# Queries - Silver fern Visa



## likith_jogi (Feb 4, 2013)

Hi,

i have a question about Silver fern Visa.

1) How much points should we have score to apply for this visa?

2) When and how do we have to pay the visa fee?

3) Is visa fee refundable, if the application is not selected? 

4) When and how do we have to show 4200$, is it while applying for visa or while entering nz?


Regards.


----------



## topcat83 (Apr 16, 2009)

Hi Likith
I see that you've posted these questions twice. Could you only post them in one place, please?
I hate to say this, but aren't you asking these questions a bit late? The Silver Fern visas were offered a couple of weeks ago, and won't be around until next year now. 
Look at Silver Fern Visas - it should give you all the information that is available for the visa.


----------



## likith_jogi (Feb 4, 2013)

topcat83 said:


> Hi Likith
> I see that you've posted these questions twice.
> I hate to say this, but aren't you asking these questions a bit late? The Silver Fern visas were offered a couple of weeks ago, and won't be around until next year now.
> Look at Silver Fern Visas - it should give you all the information that is available for the visa.


@ topcat,

1) yeah, i posted this question twice.

mgokhru has created a thread, but they want that thread to be for peoples whose silver fern visas are accepted.

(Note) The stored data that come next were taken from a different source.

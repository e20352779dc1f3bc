//! Test Harness
//!
//! Runs a fixed list of named scenarios one after another against a live
//! [`HarborState`]. Every scenario runs under a timeout; a hang or a panic is
//! recorded as a failure and the run continues with the next scenario.

mod report;
mod scenarios;

pub use report::{OverallStatus, ResultStatus, TestReport, TestResult};
pub use scenarios::{builtin_scenarios, BUILTIN_SCENARIOS};

use std::sync::Arc;
use std::time::{Duration, Instant};

use async_trait::async_trait;

use crate::state::HarborState;

/// Everything a scenario may touch
pub struct HarnessContext {
    pub state: Arc<HarborState>,
    /// Command that occupies a port, `{port}` is substituted.
    /// Without one, port-conflict checks have nothing to evict.
    pub occupant: Option<Vec<String>>,
}

/// A named scenario: setup, check, teardown.
///
/// `check` returns a human-readable detail on success and the failure
/// reason otherwise.
#[async_trait]
pub trait Scenario: Send + Sync {
    fn name(&self) -> &str;

    async fn setup(&self, _ctx: &HarnessContext) -> Result<(), String> {
        Ok(())
    }

    async fn check(&self, ctx: &HarnessContext) -> Result<String, String>;

    /// Always runs, whatever setup and check did
    async fn teardown(&self, _ctx: &HarnessContext) {}
}

pub struct Harness {
    ctx: Arc<HarnessContext>,
    scenarios: Vec<Arc<dyn Scenario>>,
    timeout: Duration,
}

impl Harness {
    pub fn new(ctx: HarnessContext, timeout: Duration) -> Self {
        Self {
            ctx: Arc::new(ctx),
            scenarios: Vec::new(),
            timeout,
        }
    }

    pub fn with_scenario(mut self, scenario: Arc<dyn Scenario>) -> Self {
        self.scenarios.push(scenario);
        self
    }

    pub fn with_scenarios(mut self, scenarios: Vec<Arc<dyn Scenario>>) -> Self {
        self.scenarios.extend(scenarios);
        self
    }

    /// Run every scenario sequentially and aggregate the results
    pub async fn run(&self, report_name: &str) -> TestReport {
        let mut results = Vec::with_capacity(self.scenarios.len());
        for scenario in &self.scenarios {
            let result = self.run_one(scenario.clone()).await;
            match result.status {
                ResultStatus::Pass => {
                    tracing::info!(scenario = %result.name, duration_ms = result.duration_ms, "PASS")
                }
                ResultStatus::Fail => tracing::warn!(
                    scenario = %result.name,
                    duration_ms = result.duration_ms,
                    "FAIL: {}",
                    result.detail
                ),
            }
            results.push(result);
        }
        let report = TestReport::new(report_name, results);
        tracing::info!(overall = %report.overall, passed = report.passed, failed = report.failed, "Test run finished");
        report
    }

    async fn run_one(&self, scenario: Arc<dyn Scenario>) -> TestResult {
        let name = scenario.name().to_string();
        let started = Instant::now();

        let task = tokio::spawn({
            let scenario = scenario.clone();
            let ctx = self.ctx.clone();
            async move {
                scenario.setup(&ctx).await.map_err(|e| format!("setup: {}", e))?;
                scenario.check(&ctx).await
            }
        });
        let abort = task.abort_handle();

        let outcome = match tokio::time::timeout(self.timeout, task).await {
            Ok(Ok(outcome)) => outcome,
            Ok(Err(e)) if e.is_panic() => Err("panicked".to_string()),
            Ok(Err(e)) => Err(format!("aborted: {}", e)),
            Err(_) => {
                abort.abort();
                Err("timeout".to_string())
            }
        };
        let duration_ms = started.elapsed().as_millis() as u64;

        if tokio::time::timeout(self.timeout, scenario.teardown(&self.ctx))
            .await
            .is_err()
        {
            tracing::warn!(scenario = %name, "Teardown timed out");
        }

        let (status, detail) = match outcome {
            Ok(detail) => (ResultStatus::Pass, detail),
            Err(reason) => (ResultStatus::Fail, reason),
        };
        TestResult {
            name,
            status,
            duration_ms,
            detail,
        }
    }
}

#[cfg(test)]
mod tests {
    use super::*;
    use hb_core::config::HarborConfig;
    use std::sync::atomic::{AtomicUsize, Ordering};

    struct Fixed {
        name: &'static str,
        outcome: Result<&'static str, &'static str>,
        teardowns: Arc<AtomicUsize>,
    }

    #[async_trait]
    impl Scenario for Fixed {
        fn name(&self) -> &str {
            self.name
        }
        async fn check(&self, _ctx: &HarnessContext) -> Result<String, String> {
            self.outcome.map(String::from).map_err(String::from)
        }
        async fn teardown(&self, _ctx: &HarnessContext) {
            self.teardowns.fetch_add(1, Ordering::SeqCst);
        }
    }

    struct Hangs;

    #[async_trait]
    impl Scenario for Hangs {
        fn name(&self) -> &str {
            "hangs"
        }
        async fn check(&self, _ctx: &HarnessContext) -> Result<String, String> {
            std::future::pending::<()>().await;
            Ok(String::new())
        }
    }

    struct Panics;

    #[async_trait]
    impl Scenario for Panics {
        fn name(&self) -> &str {
            "panics"
        }
        async fn check(&self, _ctx: &HarnessContext) -> Result<String, String> {
            panic!("boom");
        }
    }

    fn context() -> HarnessContext {
        HarnessContext {
            state: Arc::new(HarborState::new(HarborConfig::default()).unwrap()),
            occupant: None,
        }
    }

    fn fixed(
        name: &'static str,
        outcome: Result<&'static str, &'static str>,
        teardowns: &Arc<AtomicUsize>,
    ) -> Arc<dyn Scenario> {
        Arc::new(Fixed {
            name,
            outcome,
            teardowns: teardowns.clone(),
        })
    }

    #[tokio::test]
    async fn test_all_pass() {
        let teardowns = Arc::new(AtomicUsize::new(0));
        let harness = Harness::new(context(), Duration::from_secs(1))
            .with_scenario(fixed("one", Ok("fine"), &teardowns))
            .with_scenario(fixed("two", Ok("fine"), &teardowns));

        let report = harness.run("unit").await;
        assert_eq!(report.overall, OverallStatus::Pass);
        assert_eq!(teardowns.load(Ordering::SeqCst), 2);
    }

    #[tokio::test]
    async fn test_timeout_is_a_failure_and_run_continues() {
        let teardowns = Arc::new(AtomicUsize::new(0));
        let harness = Harness::new(context(), Duration::from_millis(100))
            .with_scenario(Arc::new(Hangs))
            .with_scenario(fixed("after", Ok("still ran"), &teardowns));

        let report = harness.run("unit").await;
        assert_eq!(report.results.len(), 2);
        assert_eq!(report.results[0].status, ResultStatus::Fail);
        assert_eq!(report.results[0].detail, "timeout");
        assert!(report.results[1].passed());
        assert_eq!(report.overall, OverallStatus::Partial);
    }

    #[tokio::test]
    async fn test_panic_and_failure_are_recorded() {
        let teardowns = Arc::new(AtomicUsize::new(0));
        let harness = Harness::new(context(), Duration::from_secs(1))
            .with_scenario(Arc::new(Panics))
            .with_scenario(fixed("fails", Err("wrong answer"), &teardowns));

        let report = harness.run("unit").await;
        assert_eq!(report.overall, OverallStatus::Fail);
        assert_eq!(report.results[0].detail, "panicked");
        assert_eq!(report.results[1].detail, "wrong answer");
        // Teardown runs for failures too
        assert_eq!(teardowns.load(Ordering::SeqCst), 1);
    }
}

2) yes, i'm asking this questions bit late.
i came too know about this silver fern visa bit late so i created a new thread, i also know silver fern visa will be offered next year, but wanted to gather some information about it.

3) Look at Silver Fern Visas - it should give you all the information that is available for the visa.

i visited this page, read the article before creating a new thread here

Thanks.


----------